# [What you should do]
Report each line of the data that has "PathBuf" somewhere in it.

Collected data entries
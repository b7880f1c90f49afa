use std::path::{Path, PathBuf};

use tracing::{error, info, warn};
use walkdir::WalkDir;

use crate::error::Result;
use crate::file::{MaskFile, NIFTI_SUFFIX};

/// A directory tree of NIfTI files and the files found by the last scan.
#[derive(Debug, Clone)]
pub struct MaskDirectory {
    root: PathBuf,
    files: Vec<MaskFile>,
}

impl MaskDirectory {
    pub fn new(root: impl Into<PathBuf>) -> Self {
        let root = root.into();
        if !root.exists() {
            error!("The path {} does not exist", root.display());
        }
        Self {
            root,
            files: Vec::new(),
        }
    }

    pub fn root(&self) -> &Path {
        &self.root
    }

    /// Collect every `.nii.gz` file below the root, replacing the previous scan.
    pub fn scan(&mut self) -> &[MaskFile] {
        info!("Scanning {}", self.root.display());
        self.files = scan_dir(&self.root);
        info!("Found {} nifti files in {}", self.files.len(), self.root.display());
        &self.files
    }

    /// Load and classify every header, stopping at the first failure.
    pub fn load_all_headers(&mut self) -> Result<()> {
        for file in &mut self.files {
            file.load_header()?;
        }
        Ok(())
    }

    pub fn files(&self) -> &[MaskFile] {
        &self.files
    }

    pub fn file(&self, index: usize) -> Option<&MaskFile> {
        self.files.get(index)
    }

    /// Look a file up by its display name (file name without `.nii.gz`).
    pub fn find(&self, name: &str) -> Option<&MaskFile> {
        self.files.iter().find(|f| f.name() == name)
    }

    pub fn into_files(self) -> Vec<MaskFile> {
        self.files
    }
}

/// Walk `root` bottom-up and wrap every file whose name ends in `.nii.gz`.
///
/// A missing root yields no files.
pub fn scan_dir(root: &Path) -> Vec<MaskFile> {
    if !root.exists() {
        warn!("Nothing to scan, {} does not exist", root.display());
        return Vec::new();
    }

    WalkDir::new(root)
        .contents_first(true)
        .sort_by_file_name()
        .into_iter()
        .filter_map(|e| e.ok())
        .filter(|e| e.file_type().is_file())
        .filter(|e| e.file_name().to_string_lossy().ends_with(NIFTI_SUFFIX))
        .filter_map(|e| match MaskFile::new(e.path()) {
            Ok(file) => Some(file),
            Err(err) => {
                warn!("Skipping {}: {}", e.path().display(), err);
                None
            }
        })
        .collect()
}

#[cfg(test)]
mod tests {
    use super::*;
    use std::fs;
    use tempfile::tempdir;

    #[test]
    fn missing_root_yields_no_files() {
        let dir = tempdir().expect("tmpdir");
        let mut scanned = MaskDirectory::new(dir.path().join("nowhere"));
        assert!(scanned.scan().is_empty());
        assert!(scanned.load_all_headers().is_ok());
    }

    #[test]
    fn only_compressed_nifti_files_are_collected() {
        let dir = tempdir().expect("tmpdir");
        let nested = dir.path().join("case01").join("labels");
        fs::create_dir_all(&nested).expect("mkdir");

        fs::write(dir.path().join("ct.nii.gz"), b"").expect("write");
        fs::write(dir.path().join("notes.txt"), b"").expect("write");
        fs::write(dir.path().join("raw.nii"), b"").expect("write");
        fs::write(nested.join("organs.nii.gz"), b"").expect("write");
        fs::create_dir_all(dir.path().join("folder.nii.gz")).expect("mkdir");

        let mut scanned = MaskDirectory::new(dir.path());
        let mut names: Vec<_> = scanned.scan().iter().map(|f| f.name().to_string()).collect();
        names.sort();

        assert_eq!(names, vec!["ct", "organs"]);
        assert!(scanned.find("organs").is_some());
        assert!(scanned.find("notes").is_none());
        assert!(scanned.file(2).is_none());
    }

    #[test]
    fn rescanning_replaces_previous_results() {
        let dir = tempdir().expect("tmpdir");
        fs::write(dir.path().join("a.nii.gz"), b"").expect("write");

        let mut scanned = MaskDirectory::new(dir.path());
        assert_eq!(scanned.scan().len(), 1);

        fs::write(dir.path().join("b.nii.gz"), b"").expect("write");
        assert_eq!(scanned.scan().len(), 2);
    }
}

---

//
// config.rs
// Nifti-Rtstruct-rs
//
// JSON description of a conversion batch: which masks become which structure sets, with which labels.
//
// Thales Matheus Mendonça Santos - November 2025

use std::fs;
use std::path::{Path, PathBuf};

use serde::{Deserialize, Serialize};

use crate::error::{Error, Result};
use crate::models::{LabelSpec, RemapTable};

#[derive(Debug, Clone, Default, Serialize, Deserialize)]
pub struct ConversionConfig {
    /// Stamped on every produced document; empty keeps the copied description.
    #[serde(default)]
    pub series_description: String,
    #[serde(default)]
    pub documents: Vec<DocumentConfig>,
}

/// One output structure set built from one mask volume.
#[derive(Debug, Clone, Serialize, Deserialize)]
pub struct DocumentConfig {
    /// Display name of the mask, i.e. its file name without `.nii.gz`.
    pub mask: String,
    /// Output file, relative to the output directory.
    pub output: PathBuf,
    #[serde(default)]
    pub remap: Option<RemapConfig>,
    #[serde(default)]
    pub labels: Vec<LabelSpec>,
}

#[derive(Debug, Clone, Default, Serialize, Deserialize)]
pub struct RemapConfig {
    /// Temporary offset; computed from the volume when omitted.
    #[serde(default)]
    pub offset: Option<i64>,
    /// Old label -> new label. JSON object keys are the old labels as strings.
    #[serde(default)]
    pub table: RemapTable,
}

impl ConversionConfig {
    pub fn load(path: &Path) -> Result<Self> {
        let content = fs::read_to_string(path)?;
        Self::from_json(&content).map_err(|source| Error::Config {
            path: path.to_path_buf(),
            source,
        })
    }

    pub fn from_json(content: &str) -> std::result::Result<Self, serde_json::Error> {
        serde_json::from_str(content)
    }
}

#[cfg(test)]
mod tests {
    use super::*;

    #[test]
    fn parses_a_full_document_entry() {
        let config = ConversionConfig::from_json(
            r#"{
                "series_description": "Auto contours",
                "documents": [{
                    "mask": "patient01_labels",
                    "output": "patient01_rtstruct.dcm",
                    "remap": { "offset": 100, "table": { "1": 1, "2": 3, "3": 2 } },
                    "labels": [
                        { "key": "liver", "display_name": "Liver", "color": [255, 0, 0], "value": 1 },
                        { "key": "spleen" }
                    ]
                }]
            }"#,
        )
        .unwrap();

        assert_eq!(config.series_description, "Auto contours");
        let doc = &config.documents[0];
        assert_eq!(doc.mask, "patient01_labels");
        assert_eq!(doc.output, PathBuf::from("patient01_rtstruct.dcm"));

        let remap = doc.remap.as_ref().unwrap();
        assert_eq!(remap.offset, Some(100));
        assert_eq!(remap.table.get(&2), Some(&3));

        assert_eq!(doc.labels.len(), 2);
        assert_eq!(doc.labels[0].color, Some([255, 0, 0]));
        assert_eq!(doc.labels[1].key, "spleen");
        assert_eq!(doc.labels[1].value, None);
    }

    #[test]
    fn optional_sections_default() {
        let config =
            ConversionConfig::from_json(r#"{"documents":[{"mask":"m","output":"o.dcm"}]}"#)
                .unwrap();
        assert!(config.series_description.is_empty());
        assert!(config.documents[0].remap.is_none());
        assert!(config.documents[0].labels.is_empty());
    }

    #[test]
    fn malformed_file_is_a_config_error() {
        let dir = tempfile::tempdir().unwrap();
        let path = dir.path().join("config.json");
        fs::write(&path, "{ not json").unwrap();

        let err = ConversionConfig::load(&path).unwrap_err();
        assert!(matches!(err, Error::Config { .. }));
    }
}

# [Written answer]
use std::path::{Path, PathBuf};
    root: PathBuf,
    pub fn new(root: impl Into<PathBuf>) -> Self {
use std::path::{Path, PathBuf};
    pub output: PathBuf,
        assert_eq!(doc.output, PathBuf::from("patient01_rtstruct.dcm"));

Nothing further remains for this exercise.